In that case, you’ll notice that Hive CLI exists with a 1 exit code, meaning that the schema has breaking changes, and it’s not compatible with the current schema in the registry:

 Detected 1 error
 
- Breaking Change: Field rating was removed from object type Review
 
 Detected 2 changes
 
- Field rating was removed from object type Review
- Field averageRating was added to object type Review

In addition to detecting simple breaking changes, Hive is capable of detecting composability and compatibility issues across your subgraphs. To see how it works, let’s make a small change to our schema.

We are going to add a conflict to the Reviews service. We are going to add a new field (price) to the Product type, that conflicts with the Products type in the Products service.

subgraphs/reviews.graphql
type Review @key(fields: "id") {
  id: ID!
  body: String
  author: User @provides(fields: "username")
  product: Product
}
 
extend type User @key(fields: "id") {
  id: ID! @external
  username: String @external
  reviews: [Review]
}
 
extend type Product @key(fields: "upc") {
  upc: String! @external
  reviews: [Review]
  price: String # type conflicts with the products subgraph
}

Run the Hive CLI with the schema:check command again and the modified subgraphs/reviews.graphql file:

hive schema:check \
  --registry.accessToken YOUR_TOKEN_HERE \
  --service="reviews" \
  --url="https://federation-demo.theguild.workers.dev/reviews" \
  subgraphs/reviews.graphql

And now you can see that the schema check process has failed, due to conflicts and inconsistencies between the schemas:

 Detected 2 errors
 
- Breaking Change: Field Product.price changed type from Price to Int
- [reviews] Product.price - Product.price already exists in the schema.

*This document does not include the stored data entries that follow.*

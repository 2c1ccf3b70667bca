use russell_lab::Matrix;

/// Holds the results of [unique_vectors]
#[derive(Clone, Debug)]
pub struct UniqueVectors {
    /// Unique rows (sorted lexicographically by rank)
    pub unique: Matrix,

    /// Index of the first occurrence of each unique row in the input
    pub index: Vec<usize>,

    /// Indices of the unique rows that reconstruct the input
    pub inverse: Vec<usize>,
}

/// Finds the rows of a matrix that are unique within a tolerance
///
/// Each column is converted to integer ranks: sorted values that differ from the previous one
/// by more than `tol` start a new rank. Rows are then compared by their ranks.
///
/// # Examples
///
/// ```
/// use polyxtal::util::unique_vectors;
/// use russell_lab::Matrix;
///
/// let a = Matrix::from(&[[1.0, 2.0], [3.2, 1.0], [0.0, 4.0], [1.0, 2.0]]);
/// let res = unique_vectors(&a, 1e-8);
/// assert_eq!(res.unique.dims(), (3, 2));
/// assert_eq!(res.index, &[2, 0, 1]);
/// assert_eq!(res.inverse, &[1, 2, 0, 1]);
/// ```
pub fn unique_vectors(a: &Matrix, tol: f64) -> UniqueVectors {
    let (nrow, ncol) = a.dims();
    let ranks = to_ranks(a, tol);

    // sort rows lexicographically by rank (stable: the first occurrence comes first)
    let mut order: Vec<usize> = (0..nrow).collect();
    order.sort_by(|&i, &j| ranks[i].cmp(&ranks[j]));

    let mut index = Vec::new();
    let mut inverse = vec![0; nrow];
    for (k, &i) in order.iter().enumerate() {
        if k == 0 || ranks[i] != ranks[order[k - 1]] {
            index.push(i);
        }
        inverse[i] = index.len() - 1;
    }

    let mut unique = Matrix::new(index.len(), ncol);
    for (u, &i) in index.iter().enumerate() {
        for j in 0..ncol {
            unique.set(u, j, a.get(i, j));
        }
    }
    UniqueVectors { unique, index, inverse }
}

/// Converts the entries of each column to ranks
fn to_ranks(a: &Matrix, tol: f64) -> Vec<Vec<usize>> {
    let (nrow, ncol) = a.dims();
    let mut ranks = vec![vec![0; ncol]; nrow];
    for j in 0..ncol {
        let mut ind: Vec<usize> = (0..nrow).collect();
        ind.sort_by(|&p, &q| a.get(p, j).total_cmp(&a.get(q, j)));
        let mut rank = 0;
        for k in 1..nrow {
            if f64::abs(a.get(ind[k], j) - a.get(ind[k - 1], j)) > tol {
                rank += 1;
            }
            ranks[ind[k]][j] = rank;
        }
    }
    ranks
}

////////////////////////////////////////////////////////////////////////////////////////////////////////////////////////

#[cfg(test)]
mod tests {
    use super::{to_ranks, unique_vectors};
    use crate::base::DEFAULT_UNIQUE_TOL;
    use russell_lab::Matrix;

    #[test]
    fn to_ranks_works() {
        let a = Matrix::from(&[[1.0, 2.0], [3.2, 1.0], [0.0, 4.0], [1.0 + 1e-10, 2.0]]);
        let ranks = to_ranks(&a, DEFAULT_UNIQUE_TOL);
        assert_eq!(ranks, &[[1, 1], [2, 0], [0, 2], [1, 1]]);
    }

    #[test]
    fn unique_vectors_works() {
        let a = Matrix::from(&[[1.0, 2.0], [3.2, 1.0], [0.0, 4.0], [1.0, 2.0]]);
        let res = unique_vectors(&a, DEFAULT_UNIQUE_TOL);
        let correct = [[0.0, 4.0], [1.0, 2.0], [3.2, 1.0]];
        assert_eq!(res.unique.dims(), (3, 2));
        for i in 0..3 {
            for j in 0..2 {
                assert_eq!(res.unique.get(i, j), correct[i][j]);
            }
        }
        assert_eq!(res.index, &[2, 0, 1]);
        assert_eq!(res.inverse, &[1, 2, 0, 1]);
        for (i, &k) in res.inverse.iter().enumerate() {
            assert_eq!(a.get(i, 0), res.unique.get(k, 0));
            assert_eq!(a.get(i, 1), res.unique.get(k, 1));
        }
    }

    #[test]
    fn unique_vectors_handles_tolerance() {
        let a = Matrix::from(&[[1.0, 1.0, 1.0], [1.0 + 1e-9, 1.0, 1.0 - 1e-9], [1.0, 1.1, 1.0]]);
        let res = unique_vectors(&a, DEFAULT_UNIQUE_TOL);
        assert_eq!(res.unique.dims(), (2, 3));
        assert_eq!(res.index, &[0, 2]);
        assert_eq!(res.inverse, &[0, 0, 1]);

        let res = unique_vectors(&a, 1e-12);
        assert_eq!(res.unique.dims(), (3, 3));
    }
}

It cannot also be defined in this type extension. If this is meant to be an external field, add the $(@external) directive. > Field
 
 Detected 1 change
 
- Field Product.price changed type from Price to Int

As you can see schema checks can help you to catch potential issues before you publish your schema to the registry.

Usually, you would run these checks in your subgraphs CI pipeline, to ensure that your subgraph schema integrates flawlessly with the other subgraphs in the federation project, where schema publishes are made within the Continious Deployment (CD) pipeline to actually publish the latest subgraph version to the schema registry.

Next Steps

Congratulations on publishing your first subgraph schemas to the Hive schema registry, composing your supergraph, spinning up your own Federation Gateway serving the unified GraphQL schema and reporting the usage data!

From here you can continue to explore the Hive dashboard, or dive deeper into the documentation to learn about all the features of the Hive platform.